So, This Is Christmas

Your mouth’s stuffed with tinsel;
it bristles in your throat,
just as glitter cakes your eyes.

Holly scores your forehead
and you lose crowns on the
secret flaming sixpence.

You’re becoming obese:
heart’s wreathed in goose fat.
Fairy lights cable your ankles.

Quick, open a window, taste
the frost, be a mistletoe friend,
a mulled, spiced berry.

 

 

Ben Banyard lives in Portishead, where he writes poetry and short fiction. His work has appeared in Shortlist Magazine, Sarasvati, Snakeskin, The Stare’s Nest, Ancient Heart, Nutshells & Nuggets, I Am Not A Silent Poet and Fry Your Friends.

 

 

 

A Satsuma for Ann Sansom

Instead, I bet you got a Terry’s chocolate orange
in your stocking. But hey – at least this year the snow –
like Bing’s dream – was deep and goosey, and the moon
was full, and when the sun eclipsed it on the twenty first –

it was Solstice – not Christmas, shepherds, flocks, the First
Nowell – and it was shot deep red like a blood orange
in the morning sky. The park was deep, crisp and even the snow
was brighter, whiter than the sulking, brooding moon.

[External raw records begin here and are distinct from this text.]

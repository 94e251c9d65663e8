//! Dispatch Metrics
//!
//! Counters for inbound messages, local publishes, and subscriber delivery.
//! Each [`DispatchTable`](crate::protocol::dispatcher::DispatchTable) owns one
//! instance; there is no process-wide collector.
//!
//! Uses atomic counters for thread-safe metrics collection.

use crate::protocol::subscribers::DeliveryReport;
use std::sync::atomic::{AtomicU64, Ordering};
use std::time::Instant;
use tracing::info;

/// Metrics collector for one dispatch table
#[derive(Debug)]
pub struct DispatchMetrics {
    /// Messages handed to `dispatch_incoming`
    pub messages_received: AtomicU64,
    /// Bytes handed to `dispatch_incoming`
    pub bytes_received: AtomicU64,
    /// Values delivered through `publish`
    pub messages_published: AtomicU64,
    /// Successful subscriber invocations
    pub deliveries: AtomicU64,
    /// Subscriber invocations that returned an error or panicked
    pub subscriber_failures: AtomicU64,
    /// Messages dropped for an unregistered group identifier
    pub unknown_groups: AtomicU64,
    /// Messages dropped for an unregistered variant kind
    pub unknown_variants: AtomicU64,
    /// Messages dropped because their fields failed to decode
    pub decode_errors: AtomicU64,
    start_time: Instant,
}

impl DispatchMetrics {
    pub fn new() -> Self {
        Self {
            messages_received: AtomicU64::new(0),
            bytes_received: AtomicU64::new(0),
            messages_published: AtomicU64::new(0),
            deliveries: AtomicU64::new(0),
            subscriber_failures: AtomicU64::new(0),
            unknown_groups: AtomicU64::new(0),
            unknown_variants: AtomicU64::new(0),
            decode_errors: AtomicU64::new(0),
            start_time: Instant::now(),
        }
    }

    /// Record an inbound message
    pub fn message_received(&self, byte_count: usize) {
        self.messages_received.fetch_add(1, Ordering::Relaxed);
        self.bytes_received
            .fetch_add(byte_count as u64, Ordering::Relaxed);
    }

    /// Record a local publish
    pub fn message_published(&self) {
        self.messages_published.fetch_add(1, Ordering::Relaxed);
    }

    /// Record the outcome of one delivery pass
    pub fn delivery(&self, report: &DeliveryReport) {
        self.deliveries
            .fetch_add(report.delivered as u64, Ordering::Relaxed);
        self.subscriber_failures
            .fetch_add(report.failed as u64, Ordering::Relaxed);
    }

    pub fn unknown_group(&self) {
        self.unknown_groups.fetch_add(1, Ordering::Relaxed);
    }

    pub fn unknown_variant(&self) {
        self.unknown_variants.fetch_add(1, Ordering::Relaxed);
    }

    pub fn decode_error(&self) {
        self.decode_errors.fetch_add(1, Ordering::Relaxed);
    }

    /// Get current metrics snapshot
    pub fn snapshot(&self) -> DispatchMetricsSnapshot {
        DispatchMetricsSnapshot {
            messages_received: self.messages_received.load(Ordering::Relaxed),
            bytes_received: self.bytes_received.load(Ordering::Relaxed),
            messages_published: self.messages_published.load(Ordering::Relaxed),
            deliveries: self.deliveries.load(Ordering::Relaxed),
            subscriber_failures: self.subscriber_failures.load(Ordering::Relaxed),
            unknown_groups: self.unknown_groups.load(Ordering::Relaxed),
            unknown_variants: self.unknown_variants.load(Ordering::Relaxed),
            decode_errors: self.decode_errors.load(Ordering::Relaxed),
            uptime_seconds: self.start_time.elapsed().as_secs(),
        }
    }

    /// Log current metrics
    pub fn log_metrics(&self) {
        let snapshot = self.snapshot();
        info!(
            messages_received = snapshot.messages_received,
            bytes_received = snapshot.bytes_received,
            messages_published = snapshot.messages_published,
            deliveries = snapshot.deliveries,
            subscriber_failures = snapshot.subscriber_failures,
            unknown_groups = snapshot.unknown_groups,
            unknown_variants = snapshot.unknown_variants,
            decode_errors = snapshot.decode_errors,
            uptime_seconds = snapshot.uptime_seconds,
            "Dispatch metrics snapshot"
        );
    }
}

impl Default for DispatchMetrics {
    fn default() -> Self {
        Self::new()
    }
}

/// Snapshot of metrics at a point in time
#[derive(Debug, Clone, Default, PartialEq, Eq)]
pub struct DispatchMetricsSnapshot {
    pub messages_received: u64,
    pub bytes_received: u64,
    pub messages_published: u64,
    pub deliveries: u64,
    pub subscriber_failures: u64,
    pub unknown_groups: u64,
    pub unknown_variants: u64,
    pub decode_errors: u64,
    pub uptime_seconds: u64,
}

impl DispatchMetricsSnapshot {
    /// Inbound messages that were dropped before reaching any subscriber.
    pub fn dropped(&self) -> u64 {
        self.unknown_groups + self.unknown_variants + self.decode_errors
    }
}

On our street it soon waned to just a paring – dulled, mooned
itself over the sun on the 4th January when it returned it’s own first-
in-the-year eclipse, biting out hot flesh like a segment of orange
and the park was dimmed and  tried to remember the melted snow.

The magi maybe came and went, but it came back, the snow,
just the day after, and with it the new we-will-rock-you moon.
Quick – take down flashing santas, snatch a mistletoe kiss, and first
eat up each slice of stollen, stilton and that Terry’s dark orange

before we can out the old, bring in a new moon,
welcome new epiphanies of snow. I’ll give you this satsuma.

 

 

Sally Goldsmith is a singer as well as a poet. Her pamphlet SInger was a winner in the Poetry Business Pamphlet Competition and she was commended in the 2012 National Poetry Competition.  Smith/Doorstop published her first collection Are We There Yet?